Suggestiona d'impatto la teatralità di una ricerca fondata su lunghi e ricercati appostamenti fotografici, tradotti in texture cromatiche letteralmente corrotte dalla visione “luministica” di Giuffrida che non si concede riposo fino a che quella luce scoperta magari per caso sul piano del reale non diventi stratificato frammento di bellezza che rimandi al visibile
rendendolo spesso assai più poetico del vero.

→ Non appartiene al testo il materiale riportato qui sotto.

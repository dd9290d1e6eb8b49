//! Shared application state

use std::sync::Arc;

use echocast_store::episodes::EpisodeStore;
use echocast_store::queue::DurableQueue;
use echocast_store::records::JobRecordStore;
use echocast_store::StoreError;

use crate::config::Config;

/// Handles to the shared on-disk stores.
///
/// All stores are plain directory handles; cloning the state clones the
/// `Arc`s, not the directories.
#[derive(Clone)]
pub struct AppState {
    pub queue: Arc<DurableQueue>,
    pub records: Arc<JobRecordStore>,
    pub episodes: Arc<EpisodeStore>,
}

impl AppState {
    pub fn open(config: &Config) -> Result<Self, StoreError> {
        Ok(Self {
            queue: Arc::new(DurableQueue::open(config.queue_dir())?),
            records: Arc::new(JobRecordStore::open(config.jobs_dir())?),
            episodes: Arc::new(EpisodeStore::open(config.episodes_dir())?),
        })
    }
}
//! API Module
//!
//! HTTP API layer for the submission/status server.
//! Each submodule handles endpoints for a specific domain.

pub mod episode;
pub mod error;
pub mod health;
pub mod job;

use std::path::PathBuf;

use axum::{
    Router,
    routing::{get, post},
};
use tower_http::cors::CorsLayer;
use tower_http::services::ServeDir;
use tower_http::trace::TraceLayer;

use crate::state::AppState;

/// Create the main API router with all endpoints.
///
/// `episodes_dir` is served statically under `/episodes` so feed enclosure
/// URLs resolve against the same process.
pub fn create_router(state: AppState, episodes_dir: PathBuf) -> Router {
    Router::new()
        // Health check
        .route("/health", get(health::health_check))
        // Job endpoints
        .route("/job/submit", post(job::submit_job))
        .route("/job/list", get(job::list_jobs))
        .route("/job/{id}", get(job::get_job))
        .route("/job/{id}/cancel", post(job::cancel_job))
        // Episode endpoints
        .route("/episode/list", get(episode::list_episodes))
        .nest_service("/episodes", ServeDir::new(episodes_dir))
        // Add state and middleware
        .with_state(state)
        .layer(TraceLayer::new_for_http())
        .layer(CorsLayer::permissive())
}
//! Job runner
//!
//! Drives exactly one job through the pipeline:
//!
//! ```text
//! fetching -> generating -> synthesizing -> publishing -> completed
//! ```
//!
//! Stage failures and timeouts are terminal for the job, never for the
//! process: the runner records the failure into the job record and returns
//! `Ok`. Only store errors (the runner cannot even report what happened)
//! bubble out. Cancellation is cooperative: the record is re-read at every
//! stage boundary and a requested cancel ends the job before the next
//! stage starts.

use std::time::Duration;

use chrono::Utc;
use echocast_core::domain::episode::Episode;
use echocast_core::domain::job::{JobRequest, JobStatus, JobUpdate};
use echocast_core::error::StageError;
use echocast_store::episodes::EpisodeStore;
use echocast_store::records::JobRecordStore;
use echocast_store::retention::RetentionPolicy;
use echocast_store::StoreError;
use tracing::{info, warn};

use crate::feed::FeedWriter;
use crate::providers::ProviderSet;

/// Per-stage wall-clock budgets.
#[derive(Debug, Clone, Copy)]
pub struct StageTimeouts {
    pub fetch: Duration,
    pub generate: Duration,
    pub synthesize: Duration,
}

pub struct JobRunner {
    records: JobRecordStore,
    episodes: EpisodeStore,
    providers: ProviderSet,
    retention: RetentionPolicy,
    feed: FeedWriter,
    timeouts: StageTimeouts,
}

impl JobRunner {
    pub fn new(
        records: JobRecordStore,
        episodes: EpisodeStore,
        providers: ProviderSet,
        retention: RetentionPolicy,
        feed: FeedWriter,
        timeouts: StageTimeouts,
    ) -> Self {
        Self {
            records,
            episodes,
            providers,
            retention,
            feed,
            timeouts,
        }
    }

    /// Runs one dequeued job to a terminal state.
    ///
    /// `Err` means the job record itself could not be read or written;
    /// everything else ends in `completed`, `failed`, or `cancelled`.
    pub async fn run(&self, request: JobRequest) -> Result<(), StoreError> {
        let id = request.id.clone();
        info!("Running job {} for {}", id, request.url);

        // A record normally exists from submission; an entry enqueued out
        // of band gets one now so status is observable either way.
        if self.records.get(&id)?.is_none() {
            self.records.create(&request)?;
        }

        if self.finish_if_cancelled(&id)? {
            return Ok(());
        }

        self.records
            .update(&id, JobUpdate::stage(JobStatus::Fetching, "Fetching content"))?;
        let fetched = match tokio::time::timeout(
            self.timeouts.fetch,
            self.providers.fetcher.fetch(&request.url),
        )
        .await
        {
            Ok(Ok(content)) => content,
            Ok(Err(e)) => return self.fail(&id, &e),
            Err(_) => {
                return self.fail(&id, &StageError::Fetch(timeout_message(self.timeouts.fetch)))
            }
        };
        info!(
            "Fetched \"{}\" ({} chars) for job {}",
            fetched.title,
            fetched.text.len(),
            id
        );

        if self.finish_if_cancelled(&id)? {
            return Ok(());
        }

        self.records
            .update(&id, JobUpdate::stage(JobStatus::Generating, "Generating script"))?;
        let script = match tokio::time::timeout(
            self.timeouts.generate,
            self.providers.generator.generate(&fetched.title, &fetched.text),
        )
        .await
        {
            Ok(Ok(script)) => script,
            Ok(Err(e)) => return self.fail(&id, &e),
            Err(_) => {
                return self.fail(
                    &id,
                    &StageError::Generation(timeout_message(self.timeouts.generate)),
                )
            }
        };

        if self.finish_if_cancelled(&id)? {
            return Ok(());
        }

        self.records.update(
            &id,
            JobUpdate::stage(JobStatus::Synthesizing, "Synthesizing audio"),
        )?;
        let audio = match tokio::time::timeout(
            self.timeouts.synthesize,
            self.providers.synthesizer.synthesize(&script),
        )
        .await
        {
            Ok(Ok(audio)) => audio,
            Ok(Err(e)) => return self.fail(&id, &e),
            Err(_) => {
                return self.fail(
                    &id,
                    &StageError::Synthesis(timeout_message(self.timeouts.synthesize)),
                )
            }
        };

        if self.finish_if_cancelled(&id)? {
            return Ok(());
        }

        self.records
            .update(&id, JobUpdate::stage(JobStatus::Publishing, "Publishing episode"))?;
        match self.publish(&request, &fetched.title, &script, &audio) {
            Ok(episode_id) => {
                self.records.update(&id, JobUpdate::completed(&episode_id))?;
                info!("Job {} published episode {}", id, episode_id);
                Ok(())
            }
            Err(e) => self.fail(&id, &e),
        }
    }

    /// Writes all episode artifacts and runs the post-publish housekeeping.
    /// Returns the new episode id.
    fn publish(
        &self,
        request: &JobRequest,
        title: &str,
        script: &str,
        audio: &crate::providers::SynthesizedAudio,
    ) -> Result<String, StageError> {
        let short_id: String = request.id.chars().take(8).collect();
        let episode_id = format!("{}_{}", Utc::now().format("%Y%m%d_%H%M%S"), short_id);

        let audio_path = self
            .episodes
            .save_audio(&episode_id, &audio.format, &audio.bytes)
            .map_err(|e| StageError::Publish(e.to_string()))?;

        // The script is a diagnostic artifact; losing it does not fail the
        // publish.
        if let Err(e) = self
            .episodes
            .save_script(&episode_id, title, &request.url, script)
        {
            warn!("Could not save script for episode {}: {}", episode_id, e);
        }

        let size_bytes = audio.bytes.len() as u64;
        let episode = Episode {
            id: episode_id.clone(),
            title: title.to_string(),
            source_url: request.url.clone(),
            audio_file: format!("{episode_id}.{}", audio.format),
            size_bytes,
            duration_seconds: Episode::estimate_duration(size_bytes, &audio.format),
            created_at: Utc::now(),
        };

        if let Err(e) = self.episodes.save_metadata(&episode) {
            // Without metadata the episode is invisible to listing and
            // retention; remove the orphaned audio and fail the publish.
            if let Err(rm) = std::fs::remove_file(&audio_path) {
                warn!(
                    "Could not remove orphaned audio {}: {}",
                    audio_path.display(),
                    rm
                );
            }
            return Err(StageError::Publish(e.to_string()));
        }

        match self.retention.enforce(&self.episodes) {
            Ok(evicted) if !evicted.is_empty() => {
                info!("Retention evicted {} episode(s)", evicted.len());
            }
            Ok(_) => {}
            Err(e) => warn!("Retention pass failed: {}", e),
        }

        // Feed regeneration is best effort; the next publish rewrites it.
        match self.episodes.list() {
            Ok(episodes) => {
                if let Err(e) = self.feed.regenerate(&episodes) {
                    warn!("Could not regenerate feed: {}", e);
                }
            }
            Err(e) => warn!("Could not list episodes for feed: {}", e),
        }

        Ok(episode_id)
    }

    /// Re-reads the record and, when cancellation was requested, moves the
    /// job to `cancelled`. Returns whether the job ended here.
    fn finish_if_cancelled(&self, id: &str) -> Result<bool, StoreError> {
        let requested = self
            .records
            .get(id)?
            .map(|record| record.cancel_requested)
            .unwrap_or(false);
        if requested {
            info!("Job {} cancelled by request", id);
            self.records.update(id, JobUpdate::cancelled())?;
        }
        Ok(requested)
    }

    /// Records a stage failure. Progress stays frozen at the checkpoint of
    /// the stage that failed.
    fn fail(&self, id: &str, error: &StageError) -> Result<(), StoreError> {
        warn!("Job {} failed: {}", id, error);
        self.records
            .update(id, JobUpdate::failed(format!("{}: {}", error.kind(), error)))?;
        Ok(())
    }
}

fn timeout_message(budget: Duration) -> String {
    format!("timed out after {}s", budget.as_secs())
}
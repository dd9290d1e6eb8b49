//! HTML content fetcher
//!
//! Fetches a page over HTTP and extracts the readable article text:
//! scripts, styles and boilerplate regions are stripped, `<article>` and
//! `<main>` are preferred over the raw body, and paragraphs shorter than a
//! threshold are dropped as navigation noise.

use std::time::Duration;

use async_trait::async_trait;
use echocast_core::error::StageError;
use regex::Regex;

use super::{ContentFetcher, FetchedContent, truncate_chars};

const USER_AGENT: &str =
    "Mozilla/5.0 (Windows NT 10.0; Win64; x64) AppleWebKit/537.36";

/// Paragraphs shorter than this are treated as navigation noise.
const MIN_PARAGRAPH_CHARS: usize = 20;

/// Extracted text is capped at this many characters.
const MAX_CONTENT_CHARS: usize = 50_000;

pub struct HtmlContentFetcher {
    client: reqwest::Client,
    title_re: Regex,
    h1_re: Regex,
    strip_re: Regex,
    article_re: Regex,
    main_re: Regex,
    body_re: Regex,
    paragraph_re: Regex,
    tag_re: Regex,
    whitespace_re: Regex,
}

impl HtmlContentFetcher {
    pub fn new(timeout: Duration) -> anyhow::Result<Self> {
        let client = reqwest::Client::builder()
            .timeout(timeout)
            .user_agent(USER_AGENT)
            .build()?;

        Ok(Self {
            client,
            title_re: Regex::new(r"(?is)<title[^>]*>([^<]+)</title>")?,
            h1_re: Regex::new(r"(?is)<h1[^>]*>([^<]+)</h1>")?,
            strip_re: Regex::new(
                r"(?is)<script[^>]*>.*?</script>|<style[^>]*>.*?</style>|<nav[^>]*>.*?</nav>|<footer[^>]*>.*?</footer>|<aside[^>]*>.*?</aside>|<header[^>]*>.*?</header>",
            )?,
            article_re: Regex::new(r"(?is)<article[^>]*>(.*?)</article>")?,
            main_re: Regex::new(r"(?is)<main[^>]*>(.*?)</main>")?,
            body_re: Regex::new(r"(?is)<body[^>]*>(.*?)</body>")?,
            paragraph_re: Regex::new(r"(?is)<p[^>]*>(.*?)</p>")?,
            tag_re: Regex::new(r"<[^>]+>")?,
            whitespace_re: Regex::new(r"\s+")?,
        })
    }

    fn extract_title(&self, html: &str) -> String {
        for re in [&self.title_re, &self.h1_re] {
            if let Some(cap) = re.captures(html) {
                let title = self.clean_text(&cap[1]);
                if !title.is_empty() {
                    return title;
                }
            }
        }
        "Untitled".to_string()
    }

    fn extract_content(&self, html: &str) -> String {
        let stripped = self.strip_re.replace_all(html, "").into_owned();

        // Prefer semantic containers over the whole body.
        let region = match self
            .article_re
            .captures(&stripped)
            .or_else(|| self.main_re.captures(&stripped))
            .or_else(|| self.body_re.captures(&stripped))
        {
            Some(cap) => cap[1].to_string(),
            None => stripped.clone(),
        };

        let mut parts: Vec<String> = self
            .paragraph_re
            .captures_iter(&region)
            .map(|cap| self.clean_text(&cap[1]))
            .filter(|text| text.chars().count() > MIN_PARAGRAPH_CHARS)
            .collect();

        // Too few real paragraphs: fall back to sentence splitting over
        // the whole region.
        if parts.len() < 3 {
            let text = self.clean_text(&region);
            parts = text
                .split(['.', '!', '?', '。', '！', '？'])
                .map(|s| s.trim().to_string())
                .filter(|s| s.chars().count() > MIN_PARAGRAPH_CHARS)
                .collect();
        }

        let joined = parts.join("\n\n");
        let capped = truncate_chars(&joined, MAX_CONTENT_CHARS);
        if capped.len() < joined.len() {
            format!("{capped}...")
        } else {
            joined
        }
    }

    fn clean_text(&self, html: &str) -> String {
        let text = self.tag_re.replace_all(html, "");
        let text = decode_entities(&text);
        self.whitespace_re.replace_all(&text, " ").trim().to_string()
    }
}

#[async_trait]
impl ContentFetcher for HtmlContentFetcher {
    async fn fetch(&self, url: &str) -> Result<FetchedContent, StageError> {
        let response = self
            .client
            .get(url)
            .send()
            .await
            .map_err(|e| StageError::Fetch(format!("network error: {e}")))?;

        if !response.status().is_success() {
            return Err(StageError::Fetch(format!(
                "unexpected status {} from {url}",
                response.status()
            )));
        }

        let html = response
            .text()
            .await
            .map_err(|e| StageError::Fetch(format!("failed to read body: {e}")))?;

        let title = self.extract_title(&html);
        let text = self.extract_content(&html);

        if text.is_empty() {
            return Err(StageError::Fetch(
                "could not extract content from page".to_string(),
            ));
        }

        Ok(FetchedContent { title, text })
    }
}

fn decode_entities(text: &str) -> String {
    text.replace("&nbsp;", " ")
        .replace("&lt;", "<")
        .replace("&gt;", ">")
        .replace("&quot;", "\"")
        .replace("&#39;", "'")
        .replace("&amp;", "&")
}

#[cfg(test)]
mod tests {
    use super::*;

    fn fetcher() -> HtmlContentFetcher {
        HtmlContentFetcher::new(Duration::from_secs(5)).unwrap()
    }

    const PAGE: &str = r#"
        <html><head><title>A Fine Article</title>
        <style>body { color: red }</style></head>
        <body>
        <nav><p>Home — About — Contact and other navigation links</p></nav>
        <article>
        <p>This is the first real paragraph of the article body text.</p>
        <p>And here comes a second paragraph with enough words in it.</p>
        <p>Finally a third paragraph so the extractor trusts the page.</p>
        <p>ok</p>
        </article>
        <footer><p>Copyright notice that should never appear in output</p></footer>
        </body></html>
    "#;

    #[test]
    fn test_extracts_title_from_title_tag() {
        assert_eq!(fetcher().extract_title(PAGE), "A Fine Article");
    }

    #[test]
    fn test_extracts_title_from_h1_fallback() {
        let html = "<html><body><h1> Fallback Heading </h1></body></html>";
        assert_eq!(fetcher().extract_title(html), "Fallback Heading");
    }

    #[test]
    fn test_untitled_when_no_heading() {
        assert_eq!(fetcher().extract_title("<p>nothing here</p>"), "Untitled");
    }

    #[test]
    fn test_extracts_article_paragraphs_only() {
        let content = fetcher().extract_content(PAGE);
        assert!(content.contains("first real paragraph"));
        assert!(content.contains("second paragraph"));
        // Navigation, footer, and too-short paragraphs are dropped.
        assert!(!content.contains("navigation links"));
        assert!(!content.contains("Copyright"));
        assert!(!content.contains("\n\nok"));
    }

    #[test]
    fn test_sentence_fallback_when_few_paragraphs() {
        let html = "<body>A page without paragraph markup. It still has a \
                    couple of reasonably long sentences to salvage. Short. \
                    This final sentence should also make it through fine.</body>";
        let content = fetcher().extract_content(html);
        assert!(content.contains("reasonably long sentences"));
        assert!(!content.contains("\n\nShort"));
    }

    #[test]
    fn test_entities_are_decoded() {
        let html = "<body><article><p>Fish &amp; chips &quot;again&quot; tonight, really &#39;nice&#39;.</p>\
                    <p>Second filler paragraph to satisfy the extractor here.</p>\
                    <p>Third filler paragraph to satisfy the extractor here.</p></article></body>";
        let content = fetcher().extract_content(html);
        assert!(content.contains(r#"Fish & chips "again""#));
    }

    #[test]
    fn test_long_content_is_capped_with_ellipsis() {
        let body: String = (0..4000)
            .map(|i| format!("<p>Paragraph {i} padded out to a usable length.</p>"))
            .collect();
        let html = format!("<body><article>{body}</article></body>");
        let content = fetcher().extract_content(&html);
        assert!(content.chars().count() <= MAX_CONTENT_CHARS + 3);
        assert!(content.ends_with("..."));
    }
}
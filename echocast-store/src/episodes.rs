//! Episode store
//!
//! Retained output artifacts: per episode an audio file, the generated
//! script, and a JSON metadata document, all keyed by episode id in a
//! single directory. Audio writes go through the same temp-then-rename
//! path as everything else so a failed publish never leaves a partially
//! written artifact behind.

use std::fs;
use std::io::ErrorKind;
use std::path::{Path, PathBuf};

use chrono::Utc;
use echocast_core::domain::episode::Episode;
use tracing::warn;

use crate::atomic;
use crate::error::StoreError;

/// Disk-backed store of published episodes.
pub struct EpisodeStore {
    dir: PathBuf,
}

impl EpisodeStore {
    /// Opens (creating if needed) the episodes directory.
    pub fn open(dir: impl Into<PathBuf>) -> Result<Self, StoreError> {
        let dir = dir.into();
        fs::create_dir_all(&dir).map_err(|e| StoreError::io(&dir, e))?;
        Ok(Self { dir })
    }

    pub fn dir(&self) -> &Path {
        &self.dir
    }

    /// Writes the audio artifact for an episode. Returns its path.
    pub fn save_audio(
        &self,
        episode_id: &str,
        format: &str,
        bytes: &[u8],
    ) -> Result<PathBuf, StoreError> {
        let path = self.dir.join(format!("{episode_id}.{format}"));
        atomic::write_bytes(&path, bytes)?;
        Ok(path)
    }

    /// Persists the generated script next to the audio, with a small
    /// provenance header.
    pub fn save_script(
        &self,
        episode_id: &str,
        title: &str,
        source_url: &str,
        script: &str,
    ) -> Result<PathBuf, StoreError> {
        let path = self.dir.join(format!("{episode_id}.txt"));
        let body = format!(
            "Title: {title}\nSource: {source_url}\nGenerated: {}\n\n{script}\n",
            Utc::now().to_rfc3339()
        );
        atomic::write_bytes(&path, body.as_bytes())?;
        Ok(path)
    }

    /// Persists an episode's metadata document.
    pub fn save_metadata(&self, episode: &Episode) -> Result<(), StoreError> {
        atomic::write_json(&self.dir.join(format!("{}.json", episode.id)), episode)
    }

    /// Loads one episode's metadata.
    pub fn get(&self, episode_id: &str) -> Result<Option<Episode>, StoreError> {
        let path = self.dir.join(format!("{episode_id}.json"));
        let bytes = match fs::read(&path) {
            Ok(bytes) => bytes,
            Err(e) if e.kind() == ErrorKind::NotFound => return Ok(None),
            Err(e) => return Err(StoreError::io(&path, e)),
        };
        let episode =
            serde_json::from_slice(&bytes).map_err(|e| StoreError::corrupt(&path, e))?;
        Ok(Some(episode))
    }

    /// All episodes ordered by `created_at` descending (newest first).
    pub fn list(&self) -> Result<Vec<Episode>, StoreError> {
        let mut episodes = Vec::new();
        let read_dir = fs::read_dir(&self.dir).map_err(|e| StoreError::io(&self.dir, e))?;
        for entry in read_dir {
            let entry = entry.map_err(|e| StoreError::io(&self.dir, e))?;
            let path = entry.path();
            if path.extension().and_then(|e| e.to_str()) != Some("json") {
                continue;
            }
            let bytes = fs::read(&path).map_err(|e| StoreError::io(&path, e))?;
            match serde_json::from_slice::<Episode>(&bytes) {
                Ok(episode) => episodes.push(episode),
                Err(e) => {
                    warn!(
                        "Skipping non-episode metadata {}: {}",
                        path.display(),
                        e
                    );
                }
            }
        }
        episodes.sort_by(|a, b| b.created_at.cmp(&a.created_at));
        Ok(episodes)
    }

    /// Deletes an episode's audio, script, and metadata. Returns the bytes
    /// freed by removing the audio artifact.
    pub fn delete(&self, episode_id: &str) -> Result<u64, StoreError> {
        let mut freed = 0;

        if let Some(episode) = self.get(episode_id)? {
            let audio = self.dir.join(&episode.audio_file);
            match fs::remove_file(&audio) {
                Ok(()) => freed = episode.size_bytes,
                Err(e) if e.kind() == ErrorKind::NotFound => {}
                Err(e) => return Err(StoreError::io(&audio, e)),
            }
        }

        for name in [format!("{episode_id}.txt"), format!("{episode_id}.json")] {
            let path = self.dir.join(name);
            match fs::remove_file(&path) {
                Ok(()) => {}
                Err(e) if e.kind() == ErrorKind::NotFound => {}
                Err(e) => return Err(StoreError::io(&path, e)),
            }
        }

        Ok(freed)
    }
}

#[cfg(test)]
mod tests {
    use super::*;

    pub(crate) fn episode(id: &str, size: u64, offset_secs: i64) -> Episode {
        Episode {
            id: id.to_string(),
            title: format!("Episode {id}"),
            source_url: "https://example.com".to_string(),
            audio_file: format!("{id}.mp3"),
            size_bytes: size,
            duration_seconds: Episode::estimate_duration(size, "mp3"),
            created_at: Utc::now() + chrono::Duration::seconds(offset_secs),
        }
    }

    #[test]
    fn test_save_and_get_roundtrip() {
        let dir = tempfile::tempdir().unwrap();
        let store = EpisodeStore::open(dir.path()).unwrap();

        let audio = store.save_audio("ep1", "mp3", b"fake audio").unwrap();
        assert!(audio.exists());

        let mut meta = episode("ep1", 10, 0);
        meta.size_bytes = fs::metadata(&audio).unwrap().len();
        store.save_metadata(&meta).unwrap();

        let loaded = store.get("ep1").unwrap().unwrap();
        assert_eq!(loaded.title, "Episode ep1");
        assert_eq!(loaded.size_bytes, 10);
    }

    #[test]
    fn test_list_is_newest_first() {
        let dir = tempfile::tempdir().unwrap();
        let store = EpisodeStore::open(dir.path()).unwrap();

        store.save_metadata(&episode("old", 1, 0)).unwrap();
        store.save_metadata(&episode("mid", 1, 10)).unwrap();
        store.save_metadata(&episode("new", 1, 20)).unwrap();

        let ids: Vec<_> = store.list().unwrap().into_iter().map(|e| e.id).collect();
        assert_eq!(ids, vec!["new", "mid", "old"]);
    }

    #[test]
    fn test_delete_removes_all_artifacts() {
        let dir = tempfile::tempdir().unwrap();
        let store = EpisodeStore::open(dir.path()).unwrap();

        store.save_audio("ep1", "mp3", b"0123456789").unwrap();
        store
            .save_script("ep1", "Title", "https://example.com", "script body")
            .unwrap();
        let mut meta = episode("ep1", 10, 0);
        meta.audio_file = "ep1.mp3".to_string();
        store.save_metadata(&meta).unwrap();

        let freed = store.delete("ep1").unwrap();
        assert_eq!(freed, 10);
        assert!(!dir.path().join("ep1.mp3").exists());
        assert!(!dir.path().join("ep1.txt").exists());
        assert!(!dir.path().join("ep1.json").exists());
        assert!(store.get("ep1").unwrap().is_none());
    }

    #[test]
    fn test_script_has_provenance_header() {
        let dir = tempfile::tempdir().unwrap();
        let store = EpisodeStore::open(dir.path()).unwrap();

        let path = store
            .save_script("ep1", "My Title", "https://example.com/post", "Hello.")
            .unwrap();
        let body = fs::read_to_string(path).unwrap();
        assert!(body.starts_with("Title: My Title\n"));
        assert!(body.contains("Source: https://example.com/post"));
        assert!(body.ends_with("Hello.\n"));
    }
}
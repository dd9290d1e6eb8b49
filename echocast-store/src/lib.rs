//! EchoCast Store
//!
//! Disk-backed persistence for the job pipeline:
//! - Durable queue: one JSON file per pending request, strict FIFO
//! - Cross-process lock: exclusive-create marker with staleness reclaim
//! - Job record store: one atomic JSON document per job id
//! - Episode store and retention: bounded retained audio artifacts
//!
//! Everything here is plain-file based so that the worker (invoked
//! periodically) and the always-on HTTP server can share state without a
//! database. All multi-byte writes go through write-to-temp-then-rename so
//! a concurrent reader never observes a half-written document.

pub mod episodes;
pub mod error;
pub mod lock;
pub mod queue;
pub mod records;
pub mod retention;

mod atomic;

pub use error::StoreError;
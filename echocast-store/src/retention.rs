//! Retention manager
//!
//! Bounds retained episodes by count and by cumulative disk footprint,
//! evicting oldest-first. Runs after every successful publish; idempotent
//! and safe with zero or one episodes. Retention only ever sees episodes
//! whose jobs already reached `completed`, so nothing in-flight can be
//! evicted.

use tracing::{info, warn};

use crate::episodes::EpisodeStore;
use crate::error::StoreError;

/// Eviction bounds for retained episodes.
#[derive(Debug, Clone, Copy)]
pub struct RetentionPolicy {
    /// Maximum number of retained episodes.
    pub max_count: usize,
    /// Maximum cumulative size of retained audio artifacts.
    pub max_total_bytes: u64,
}

impl RetentionPolicy {
    /// Evicts oldest episodes until both bounds hold. Returns the evicted
    /// episode ids, oldest first.
    pub fn enforce(&self, store: &EpisodeStore) -> Result<Vec<String>, StoreError> {
        let mut episodes = store.list()?;
        episodes.reverse(); // oldest first

        let mut total_bytes: u64 = episodes.iter().map(|e| e.size_bytes).sum();
        let mut evicted = Vec::new();

        while !episodes.is_empty()
            && (episodes.len() > self.max_count || total_bytes > self.max_total_bytes)
        {
            let oldest = episodes.remove(0);
            match store.delete(&oldest.id) {
                Ok(freed) => {
                    total_bytes = total_bytes.saturating_sub(oldest.size_bytes.max(freed));
                    info!(
                        "Evicted episode {} ({} bytes) for retention",
                        oldest.id, oldest.size_bytes
                    );
                    evicted.push(oldest.id);
                }
                Err(e) => {
                    // Stop rather than spin on an undeletable artifact.
                    warn!("Retention could not evict episode {}: {}", oldest.id, e);
                    break;
                }
            }
        }

        Ok(evicted)
    }
}
//! Data Transfer Objects for the HTTP surface
//!
//! Lightweight representations of domain entities optimized for the
//! submission/status API.

pub mod job;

Vi è nelle sue opere tutta la solitudine da numero primo tipicamente espressa dalle opere di Eduard Hopper, l’irriverenza semantica espressa da David Hockney, la passione per il disegno celato dal colore dietro la pittura, di cui è lo stesso artista a voler puntualizzare l'importanza all'interno del proprio processo creativo.

Estimatore profondo dell’arte contemporanea iberica, in particola modo la poetica di Antonio Lopez Garcia, Giuffrida ha
frequentato il triennio di Arte Sacra con Franco Nocera, seguendo tra i diversi corsi quello di Antonino Giafaglione.

Nel delicato microcosmo del suo studio, tra colori e pennelli, “pizzini artistici”, arredi funzionali alla pratica pittorica, opere di piccolo e medio formato, impera The illuminated, olio su tela di 180 x 240 cm, commissionato e da tempo per finire in collezione elvetica; raffinato esempio della concezione che l'artista ha sedimentato relativamente ad una “pittura di strati” costruita per livelli in un tempo privo di accelerazioni, il grande quadro prende spunto dalla narrazione assolutamente contemporanea di un interno siciliano (Gela) che potrebbe tranquillamente essere lo stesso di una qualsiasi periferia di Berlino o Siviglia, in cui tra una selva artificiale di slot machines trovano spazio gli avventori ludopatici.

È un trionfo di luce in cui Giuffrida governa la nostra attenzione mirando al cuore del risvolto sociologico tipico di quella pittura ottocentesca di impegno civico. Può la pittura essere poesia?

La generazione di artisti siciliani usciti dalle aule dell’Accademia palermitana, vi risponderebbe che non solo può ma ne ha il dovere, nonostante questi tempi difficili e labili, nonostante la bruttezza che irrompe ad ogni angolo, nonostante la difficoltà ad emergere in un panorama bulimicamente soggiogato dal web, nonostante tutto, artisti come “isole” lavorano incessantemente ogni giorno, affinché poesia e bellezza tornino a indicare la strada.

Nel prossimo mese di Ottobre potremmo ammirare The White sheet di Giuffrida al Museo Riso, quando dopo il successo ellenico, WAAG approderà anche a Palermo nell’armoniosa sintesi poetica voluta e curata ancora una volta da Francesco Piazza.